I’m wondering if there’s a way to fetch data from publicly available Google Docs without going through the authentication process. What I’m trying to achieve is pretty straightforward - I want to build something where I can input a specific user identifier and get back a list of all their public documents that have certain tags or are part of a specific collection.
I’ve been looking into this for a while but can’t seem to find clear documentation on whether this is even possible. Has anyone managed to do something similar? I know that public docs can be accessed directly through their URLs, but I’m not sure if the API supports querying them without auth tokens.
Any guidance would be really helpful!
Unfortunately, you can’t do this with Google’s current API setup. The Docs API requires authentication for everything, even public documents. There’s no way to search or list someone’s docs without proper OAuth credentials. I hit this exact wall two years ago on a content project. The only workaround I found was Google’s Custom Search API to crawl public docs, but it’s super unreliable and won’t give you the structured data you actually need. You can’t filter by tags or collections either since that metadata doesn’t show up in search results. You’re better off just implementing the auth flow and having users grant access to their documents. More work upfront, but you’ll get proper access to all the metadata and search features you’re after.

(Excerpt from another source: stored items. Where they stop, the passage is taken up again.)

//! Granulis packing demo: drives a full run against a toy physics world.
//!
//! The toy world has no dynamics: every spawned body is reported as having
//! crossed the trigger plane on the next tick, so layers release as fast as
//! they are placed.
//!
//! Usage:
//! ```text
//! cargo run --example pack                        # built-in run
//! cargo run --example pack -- path/to/run.json    # run file
//! RUST_LOG=granulis=debug cargo run --example pack
//! ```

use std::collections::VecDeque;

use granulis::config::RunConfig;
use granulis::gradation::curve_to_json;
use granulis::packing::{
    LayerState, PhysicsParams, PhysicsWorld, SpawnRequest, TriggerEvent, TriggerPlane,
};
use granulis::Result;
use tracing::info;

const DEFAULT_RUN: &str = r#"{
    "aggregates": [
        {"id": "fine", "a": 0.6, "b": 0.5, "c": 0.4, "vf_max": 0.25, "n_cuts": 16},
        {"id": "medium", "a": 1.2, "b": 1.0, "c": 0.8, "vf_max": 0.35, "n_cuts": 24},
        {"id": "coarse", "a": 2.0, "b": 1.6, "c": 1.4, "vf_max": 0.40, "n_cuts": 32}
    ],
    "container": {"shape": "cylinder", "radius": 15.0, "height": 20.0},
    "notch": {"height": 1.0, "width": 3.0, "direction": "x"},
    "packing": {"seed": 7}
}"#;

/// Settles every body one tick after it was spawned.
#[derive(Default)]
struct ToyWorld {
    next_handle: u32,
    falling: VecDeque<TriggerEvent<u32>>,
    hull_vertices: usize,
}

impl PhysicsWorld for ToyWorld {
    type Handle = u32;

    fn configure(&mut self, params: &PhysicsParams) -> Result<()> {
        info!(
            gravity = params.gravity,
            friction = params.material.friction,
            "toy world configured"
        );
        Ok(())
    }

    fn register_trigger(&mut self, plane: &TriggerPlane) -> Result<()> {
        info!(y = plane.center.y, "toy world trigger installed");
        Ok(())
    }

    fn spawn_body(&mut self, request: &SpawnRequest<'_>) -> Result<u32> {
        let handle = self.next_handle;
        self.next_handle += 1;
        self.hull_vertices += request
            .hull
            .world_vertices(&request.position, request.body_scale)
            .len();
        self.falling.push_back(TriggerEvent::entered(handle));
        Ok(handle)
    }
}

fn main() -> Result<()> {
    // Default: WARN for everything, INFO for granulis and the demo.
    // Override with RUST_LOG env var (e.g. RUST_LOG=granulis=debug).
    let env_filter = tracing_subscriber::EnvFilter::from_default_env()
        .add_directive(tracing_subscriber::filter::LevelFilter::WARN.into())
        .add_directive("pack=info".parse().unwrap_or_default())
        .add_directive("granulis=info".parse().unwrap_or_default());
    tracing_subscriber::fmt().with_env_filter(env_filter).init();

    let config = match std::env::args().nth(1) {
        Some(path) => RunConfig::from_path(path)?,
        None => RunConfig::from_json_str(DEFAULT_RUN)?,
    };

    let mut world = ToyWorld::default();
    let mut scheduler = config.plan()?.start(&mut world)?;
    println!("{}", curve_to_json(&scheduler.curve())?);

    while scheduler.state() != LayerState::Done {
        scheduler.before_step(&mut world)?;
        let mut falling = std::mem::take(&mut world.falling);
        scheduler.pump(&mut falling, &mut world)?;
    }

    info!(vertices = world.hull_vertices, "run finished");
    println!("{}", scheduler.report().to_json()?);
    Ok(())
}
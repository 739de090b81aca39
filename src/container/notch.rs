use serde::{Deserialize, Serialize};

use crate::error::{InputError, Result};

use super::Container;

/// Horizontal axis a notch runs along.
#[derive(Debug, Clone, Copy, PartialEq, Eq, Serialize, Deserialize)]
#[serde(rename_all = "lowercase")]
pub enum NotchDirection {
    X,
    Z,
}

/// A rectangular bar cut out of the container floor.
///
/// The notch geometry itself belongs to the physics world; the scheduler only
/// needs its height to keep particles from spawning inside it.
#[derive(Debug, Clone, Copy, PartialEq, Serialize, Deserialize)]
pub struct Notch {
    /// Height of the notch above the floor.
    pub height: f64,
    /// Width of the notch across its running direction.
    pub width: f64,
    /// Axis the notch runs along.
    pub direction: NotchDirection,
}

impl Notch {
    /// Creates a new notch.
    ///
    /// # Errors
    ///
    /// Returns an error if the height or width is not positive and finite.
    pub fn new(height: f64, width: f64, direction: NotchDirection) -> Result<Self> {
        let notch = Self {
            height,
            width,
            direction,
        };
        notch.validate()?;
        Ok(notch)
    }

    /// Checks the notch dimensions.
    ///
    /// # Errors
    ///
    /// Returns an error if the height or width is not positive and finite.
    pub fn validate(&self) -> Result<()> {
        for (name, value) in [("height", self.height), ("width", self.width)] {
            if !value.is_finite() || value <= 0.0 {
                return Err(InputError::InvalidNotch(format!(
                    "{name} must be positive and finite, got {value}"
                ))
                .into());
            }
        }
        Ok(())
    }

    /// Box extents `(x, y, z)` of the notch inside a container: its own width
    /// across the running direction, the full container footprint along it.
    #[must_use]
    pub fn extents(&self, container: &dyn Container) -> (f64, f64, f64) {
        let (width, depth) = container.footprint();
        match self.direction {
            NotchDirection::X => (width, self.height, self.width),
            NotchDirection::Z => (self.width, self.height, depth),
        }
    }

    /// Lowest spawn height above the notch for particles of size `cell`.
    #[must_use]
    pub fn spawn_floor(&self, cell: f64) -> f64 {
        self.height + cell / 2.0
    }
}
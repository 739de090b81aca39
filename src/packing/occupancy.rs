use serde::Serialize;

/// Running solid volume inside the container.
///
/// Placed and settled volumes are tracked separately and never reconciled:
/// only settled particles contribute to the reported packing fraction.
#[derive(Debug, Clone, Copy, PartialEq, Serialize)]
pub struct Occupancy {
    container_volume: f64,
    placed_volume: f64,
    settled_volume: f64,
    settled_count: usize,
}

impl Occupancy {
    /// Creates an empty accumulator for a container of the given volume.
    #[must_use]
    pub fn new(container_volume: f64) -> Self {
        Self {
            container_volume,
            placed_volume: 0.0,
            settled_volume: 0.0,
            settled_count: 0,
        }
    }

    pub fn record_placed(&mut self, volume: f64) {
        self.placed_volume += volume;
    }

    /// Adds a settled particle and returns the updated packing fraction.
    pub fn record_settled(&mut self, volume: f64) -> f64 {
        self.settled_volume += volume;
        self.settled_count += 1;
        self.volume_fraction()
    }

    /// Settled volume as a percentage of the container volume.
    #[must_use]
    pub fn volume_fraction(&self) -> f64 {
        self.settled_volume / self.container_volume * 100.0
    }

    #[must_use]
    pub fn placed_volume(&self) -> f64 {
        self.placed_volume
    }

    #[must_use]
    pub fn settled_volume(&self) -> f64 {
        self.settled_volume
    }

    #[must_use]
    pub fn settled_count(&self) -> usize {
        self.settled_count
    }
}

The Google Drive API has a partial solution that might work. The Docs API needs authentication, but you can use the Drive API’s files.list endpoint to find publicly shared documents. You’ll still need API credentials, but a service account works without requiring user login. I built something like this last year for a research project. Set up a service account through Google Cloud Console, then query the Drive API with search parameters like “visibility=‘anyoneCanFind’” or “visibility=‘anyoneWithLink’”. You can’t search by specific user though - Google blocks querying other people’s files for privacy. The metadata is more limited than authenticated requests, but you’ll get basic file info and can filter by document type. Not perfect, but it gets you closer without dealing with OAuth.
tried this last month - total dead end. google locked everything down after people scraped too many docs without permission. even public docs need auth now, which sucks. only workaround i found was the embed url format, but you need the document id first. doesn’t help with finding new docs at all.